[Source data]
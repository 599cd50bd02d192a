use core::ops::Index;

use super::RankMap;
use crate::comparator::Comparator;
use crate::error::Error;
use crate::order_statistic::{Rank, Ranks};
use crate::position::Position;

impl<K, V, C> RankMap<K, V, C> {
    /// Returns the entry at position `rank` in sorted key order.
    ///
    /// The rank is zero-based. Returns `None` if `rank` is out of bounds.
    ///
    /// # Complexity
    ///
    /// O(log n)
    ///
    /// # Examples
    ///
    /// ```
    /// use rank_tree::RankMap;
    ///
    /// let map = RankMap::from([(10, "a"), (20, "b"), (30, "c")]);
    /// assert_eq!(map.get_by_rank(1), Some((&20, &"b")));
    /// assert!(map.get_by_rank(3).is_none());
    /// ```
    #[must_use]
    pub fn get_by_rank(&self, rank: usize) -> Option<(&K, &V)> {
        let handle = self.tree.select(rank).ok()?;
        let entry = self.tree.item(handle);
        Some((&entry.key, &entry.value))
    }

    /// Returns a lazy sequence of every valid rank, `Rank(0)` up to
    /// `Rank(len - 1)` in ascending order.
    ///
    /// The sequence is computed from the length at the time of the call;
    /// call `ranks` again after mutating the map for a fresh sequence.
    ///
    /// # Examples
    ///
    /// ```
    /// use rank_tree::{Rank, RankMap};
    ///
    /// let map = RankMap::from([(5, "c"), (3, "a"), (8, "z")]);
    /// let values: Vec<&str> = map.ranks().map(|rank| map[rank]).collect();
    /// assert_eq!(values, ["a", "c", "z"]);
    /// ```
    pub fn ranks(&self) -> Ranks {
        Ranks::new(self.len())
    }

    /// Returns the position of the entry with the least key, if any.
    #[must_use]
    pub fn first_position(&self) -> Option<Position> {
        let handle = self.tree.first();
        (handle != self.tree.nil()).then_some(Position(handle))
    }

    /// Returns the position of the entry with the greatest key, if any.
    #[must_use]
    pub fn last_position(&self) -> Option<Position> {
        let handle = self.tree.last();
        (handle != self.tree.nil()).then_some(Position(handle))
    }

    /// Returns the past-the-end position.
    ///
    /// It never holds an entry but it is the natural exclusive upper
    /// boundary for [`erase_span_if`](RankMap::erase_span_if).
    #[must_use]
    pub fn end_position(&self) -> Position {
        Position(self.tree.nil())
    }

    /// Returns the entry at `position`.
    ///
    /// # Errors
    ///
    /// [`Error::InvalidPosition`] if the entry named by `position` has been
    /// removed, or if `position` is the past-the-end position.
    pub fn get_at(&self, position: Position) -> Result<(&K, &V), Error> {
        let handle = self.tree.resolve(position.0)?;
        let entry = self.tree.item(handle);
        Ok((&entry.key, &entry.value))
    }

    /// Returns the current rank of the entry at `position`.
    ///
    /// Ranks shift as entries are inserted and removed around a position;
    /// the position itself stays pinned to its entry.
    ///
    /// # Complexity
    ///
    /// O(log n), computed from the size augmentation rather than by
    /// traversal.
    ///
    /// # Errors
    ///
    /// [`Error::InvalidPosition`] if the entry named by `position` has been
    /// removed, or if `position` is the past-the-end position.
    pub fn rank_of_position(&self, position: Position) -> Result<usize, Error> {
        let handle = self.tree.resolve(position.0)?;
        Ok(self.tree.rank_of_node(handle))
    }
}

impl<K, V, C: Comparator<K>> RankMap<K, V, C> {
    /// Returns the zero-based rank of `key` in sorted order, or `None` if
    /// the key is not present.
    ///
    /// # Complexity
    ///
    /// O(log n)
    ///
    /// # Examples
    ///
    /// ```
    /// use rank_tree::RankMap;
    ///
    /// let map = RankMap::from([(10, "a"), (20, "b")]);
    ///
    /// assert_eq!(map.rank_of_key(&20), Some(1));
    /// assert_eq!(map.rank_of_key(&15), None);
    /// ```
    #[must_use]
    pub fn rank_of_key(&self, key: &K) -> Option<usize> {
        let handle = self.find(key)?;
        Some(self.tree.rank_of_node(handle))
    }

    /// Returns the position of the entry for `key`, if any.
    ///
    /// The returned position stays valid until that entry is removed, no
    /// matter how the map is reshaped around it.
    #[must_use]
    pub fn position_of_key(&self, key: &K) -> Option<Position> {
        self.find(key).map(Position)
    }
}

impl<K: Clone, V: Clone, C: Comparator<K> + Clone> RankMap<K, V, C> {
    /// Removes and returns the entry at position `rank` in sorted key order.
    ///
    /// # Complexity
    ///
    /// O(log n): a single select-and-remove pass over the size
    /// augmentation, not a traversal.
    ///
    /// # Errors
    ///
    /// [`Error::OutOfRange`] if `rank >= len`; the map is left unchanged and
    /// the rank is never clamped.
    ///
    /// # Examples
    ///
    /// ```
    /// use rank_tree::RankMap;
    ///
    /// let mut map = RankMap::from([(5, "c"), (3, "a"), (8, "z")]);
    /// assert_eq!(map.remove_by_rank(0), Ok((3, "a")));
    /// assert_eq!(map.get_by_rank(0), Some((&5, &"c")));
    /// assert!(map.remove_by_rank(2).is_err());
    /// ```
    pub fn remove_by_rank(&mut self, rank: usize) -> Result<(K, V), Error> {
        // Validate against the shared tree first so a bad rank never
        // triggers a copy-on-write clone.
        self.tree.select(rank)?;
        let entry = self.tree_mut().remove_by_rank(rank)?;
        Ok((entry.key, entry.value))
    }

    /// Removes and returns the entry at `position`.
    ///
    /// # Errors
    ///
    /// [`Error::InvalidPosition`] if the entry named by `position` has
    /// already been removed, or if `position` is the past-the-end position.
    /// A stale position is detected, never read through; the map is left
    /// unchanged and no copy-on-write promotion happens.
    ///
    /// # Examples
    ///
    /// ```
    /// use rank_tree::{Error, RankMap};
    ///
    /// let mut map = RankMap::from([(1, "a"), (2, "b")]);
    /// let position = map.position_of_key(&2).unwrap();
    ///
    /// assert_eq!(map.remove_at(position), Ok((2, "b")));
    /// assert_eq!(map.remove_at(position), Err(Error::InvalidPosition));
    /// ```
    pub fn remove_at(&mut self, position: Position) -> Result<(K, V), Error> {
        self.tree.resolve(position.0)?;
        let entry = self.tree_mut().remove_node(position.0);
        Ok((entry.key, entry.value))
    }

    /// Applies `pred` to every entry in the in-order window `[start, end)`,
    /// removing the entries for which it returns `true`. Returns the number
    /// of removals.
    ///
    /// Boundaries are positions, not keys: the window stays coherent even
    /// when `pred` removes the entry at `start` itself. `end` is exclusive
    /// and may be [`end_position`](RankMap::end_position).
    ///
    /// # Complexity
    ///
    /// O(w log n) for a window of w entries.
    ///
    /// # Errors
    ///
    /// [`Error::InvalidPosition`] if either boundary names a removed entry,
    /// or if `start` comes after `end` in order (a reversed window); the
    /// map is left unchanged.
    pub fn erase_span_if<F>(&mut self, start: Position, end: Position, mut pred: F) -> Result<usize, Error>
    where
        F: FnMut(&K, &V) -> bool,
    {
        self.tree.resolve_boundary(start.0)?;
        self.tree.resolve_boundary(end.0)?;
        if self.tree.boundary_rank(start.0) > self.tree.boundary_rank(end.0) {
            return Err(Error::InvalidPosition);
        }
        Ok(self.tree_mut().erase_span_if(start.0, end.0, |entry| pred(&entry.key, &entry.value)))
    }
}

/// Indexes into the map by rank, yielding the value of the entry at that
/// sorted position.
///
/// # Panics
///
/// Panics if `rank` is out of bounds.
///
/// # Examples
///
/// ```
/// use rank_tree::{Rank, RankMap};
///
/// let map = RankMap::from([(10, "a"), (20, "b")]);
/// assert_eq!(map[Rank(1)], "b");
/// ```
impl<K, V, C> Index<Rank> for RankMap<K, V, C> {
    type Output = V;

    fn index(&self, rank: Rank) -> &Self::Output {
        self.get_by_rank(rank.0).map(|(_, value)| value).expect("rank out of bounds")
    }
}

/// Indexes into the map by key.
///
/// # Panics
///
/// Panics if the key is not present in the map.
impl<K, V, C: Comparator<K>> Index<&K> for RankMap<K, V, C> {
    type Output = V;

    fn index(&self, key: &K) -> &Self::Output {
        self.get(key).expect("no entry found for key")
    }
}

■ Aim of the exercise ■
There is a run of lines above from the one with "self.tree.resolve_boundary(start.0)?;" to the one with "in the map."; print exactly that run, both ends included, and nothing else.

■ Reply to the exercise ■
        self.tree.resolve_boundary(start.0)?;
        self.tree.resolve_boundary(end.0)?;
        if self.tree.boundary_rank(start.0) > self.tree.boundary_rank(end.0) {
            return Err(Error::InvalidPosition);
        }
        Ok(self.tree_mut().erase_span_if(start.0, end.0, |entry| pred(&entry.key, &entry.value)))
    }
}

/// Indexes into the map by rank, yielding the value of the entry at that
/// sorted position.
///
/// # Panics
///
/// Panics if `rank` is out of bounds.
///
/// # Examples
///
/// ```
/// use rank_tree::{Rank, RankMap};
///
/// let map = RankMap::from([(10, "a"), (20, "b")]);
/// assert_eq!(map[Rank(1)], "b");
/// ```
impl<K, V, C> Index<Rank> for RankMap<K, V, C> {
    type Output = V;

    fn index(&self, rank: Rank) -> &Self::Output {
        self.get_by_rank(rank.0).map(|(_, value)| value).expect("rank out of bounds")
    }
}

/// Indexes into the map by key.
///
/// # Panics
///
/// Panics if the key is not present in the map.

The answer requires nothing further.